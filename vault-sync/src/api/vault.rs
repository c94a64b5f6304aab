//! Vault CRUD and sharing.
//!
//! These endpoints only produce the rows the sync engine reads; they
//! never talk to live connections. Deleting a vault is a soft delete
//! and the purger does the rest later.

use axum::extract::{Json, State};
use axum::http::header::HOST;
use axum::http::HeaderMap;
use serde::Deserialize;
use serde_json::{json, Value};
use vault_sync_core::model::Vault;
use vault_sync_core::{crypto, repo, Error};

use super::{ApiResult, AppState};

#[derive(Debug, Deserialize)]
pub struct TokenRequest {
    pub token: String,
}

fn vault_item(vault: &Vault, host: &str) -> Value {
    json!({
        "id": vault.id,
        "name": vault.name,
        "created": vault.created_at.timestamp_millis(),
        "password": vault.password,
        "salt": vault.salt,
        "host": host,
    })
}

pub async fn list(
    State(state): State<AppState>,
    headers: HeaderMap,
    Json(req): Json<TokenRequest>,
) -> ApiResult {
    let token = repo::users::require_token(&state.pool, &req.token).await?;
    let host = headers
        .get(HOST)
        .and_then(|value| value.to_str().ok())
        .unwrap_or("localhost");
    let host = format!("{host}/sync");

    let vaults: Vec<Value> = repo::vaults::list_owned(&state.pool, token.user_id)
        .await?
        .iter()
        .map(|vault| vault_item(vault, &host))
        .collect();
    let shared: Vec<Value> = repo::vaults::list_shared(&state.pool, token.user_id)
        .await?
        .iter()
        .map(|vault| vault_item(vault, &host))
        .collect();

    Ok(Json(json!({"vaults": vaults, "shared": shared})))
}

#[derive(Debug, Deserialize)]
pub struct CreateRequest {
    pub name: String,
    pub keyhash: Option<String>,
    pub salt: Option<String>,
    pub token: String,
}

pub async fn create(State(state): State<AppState>, Json(req): Json<CreateRequest>) -> ApiResult {
    let token = repo::users::require_token(&state.pool, &req.token).await?;

    // no keyhash from the client: the server picks the vault password
    let (password, salt, keyhash) = match req.keyhash {
        Some(keyhash) => (String::new(), req.salt.unwrap_or_default(), keyhash),
        None => {
            let password = crypto::generate_secret();
            let salt = crypto::generate_secret();
            let keyhash = crypto::keyhash(&password, &salt);
            (password, salt, keyhash)
        }
    };

    repo::vaults::create(
        &state.pool,
        token.user_id,
        &req.name,
        &password,
        &keyhash,
        &salt,
    )
    .await?;

    Ok(Json(json!({})))
}

#[derive(Debug, Deserialize)]
pub struct DeleteRequest {
    pub vault_uid: i64,
    pub token: String,
}

pub async fn delete(State(state): State<AppState>, Json(req): Json<DeleteRequest>) -> ApiResult {
    let token = repo::users::require_token(&state.pool, &req.token).await?;

    // owner only; a missing vault is not an error here
    if let Some(vault) =
        repo::vaults::get(&state.pool, req.vault_uid, Some(token.user_id), false).await?
    {
        repo::vaults::soft_delete(&state.pool, vault.id).await?;
    }

    Ok(Json(json!({})))
}

#[derive(Debug, Deserialize)]
pub struct AccessRequest {
    pub token: String,
    pub vault_uid: i64,
    pub keyhash: String,
}

pub async fn access(State(state): State<AppState>, Json(req): Json<AccessRequest>) -> ApiResult {
    let token = repo::users::require_token(&state.pool, &req.token).await?;

    let vault = repo::vaults::get(&state.pool, req.vault_uid, Some(token.user_id), true)
        .await?
        .ok_or(Error::VaultNotFound)?;

    if !crypto::constant_time_eq(&vault.key_hash, &req.keyhash) {
        return Ok(Json(json!({"error": "Invalid password"})));
    }

    Ok(Json(json!({})))
}

#[derive(Debug, Deserialize)]
pub struct ShareListRequest {
    pub vault_uid: i64,
    pub token: String,
}

pub async fn share_list(
    State(state): State<AppState>,
    Json(req): Json<ShareListRequest>,
) -> ApiResult {
    let token = repo::users::require_token(&state.pool, &req.token).await?;

    repo::vaults::get(&state.pool, req.vault_uid, Some(token.user_id), false)
        .await?
        .ok_or(Error::AuthDenied)?;

    let shares: Vec<Value> = repo::vaults::list_shares(&state.pool, req.vault_uid)
        .await?
        .iter()
        .map(|user| {
            json!({
                "uid": user.id.to_string(),
                "name": user.name,
                "email": user.email,
                "accepted": true,
            })
        })
        .collect();

    Ok(Json(json!({"shares": shares})))
}

#[derive(Debug, Deserialize)]
pub struct ShareInviteRequest {
    pub vault_uid: i64,
    pub email: String,
    pub token: String,
}

pub async fn share_invite(
    State(state): State<AppState>,
    Json(req): Json<ShareInviteRequest>,
) -> ApiResult {
    let token = repo::users::require_token(&state.pool, &req.token).await?;

    repo::vaults::get(&state.pool, req.vault_uid, Some(token.user_id), false)
        .await?
        .ok_or(Error::AuthDenied)?;

    let Some(user) = repo::users::get_by_email(&state.pool, &req.email).await? else {
        return Ok(Json(json!({"error": "User not found"})));
    };

    repo::vaults::add_share(&state.pool, req.vault_uid, user.id).await?;
    Ok(Json(json!({})))
}

#[derive(Debug, Deserialize)]
pub struct ShareRemoveRequest {
    pub vault_uid: i64,
    pub share_uid: Option<String>,
    pub token: String,
}

pub async fn share_remove(
    State(state): State<AppState>,
    Json(req): Json<ShareRemoveRequest>,
) -> ApiResult {
    let token = repo::users::require_token(&state.pool, &req.token).await?;

    // with a share_uid the caller must own the vault; without one a
    // shared user is removing themselves
    let is_owner = req.share_uid.is_some();
    repo::vaults::get(&state.pool, req.vault_uid, Some(token.user_id), !is_owner)
        .await?
        .ok_or(Error::AuthDenied)?;

    let user_id = match &req.share_uid {
        Some(uid) => uid
            .parse()
            .map_err(|_| Error::validation(format!("invalid share uid: {uid}")))?,
        None => token.user_id,
    };

    repo::vaults::remove_share(&state.pool, req.vault_uid, user_id).await?;
    Ok(Json(json!({})))
}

◇ ◇ ◇ ◇ ◇

Wherever the string "DeleteRequest" occurs in the data, copy the line that holds it.

pub struct DeleteRequest {
pub async fn delete(State(state): State<AppState>, Json(req): Json<DeleteRequest>) -> ApiResult {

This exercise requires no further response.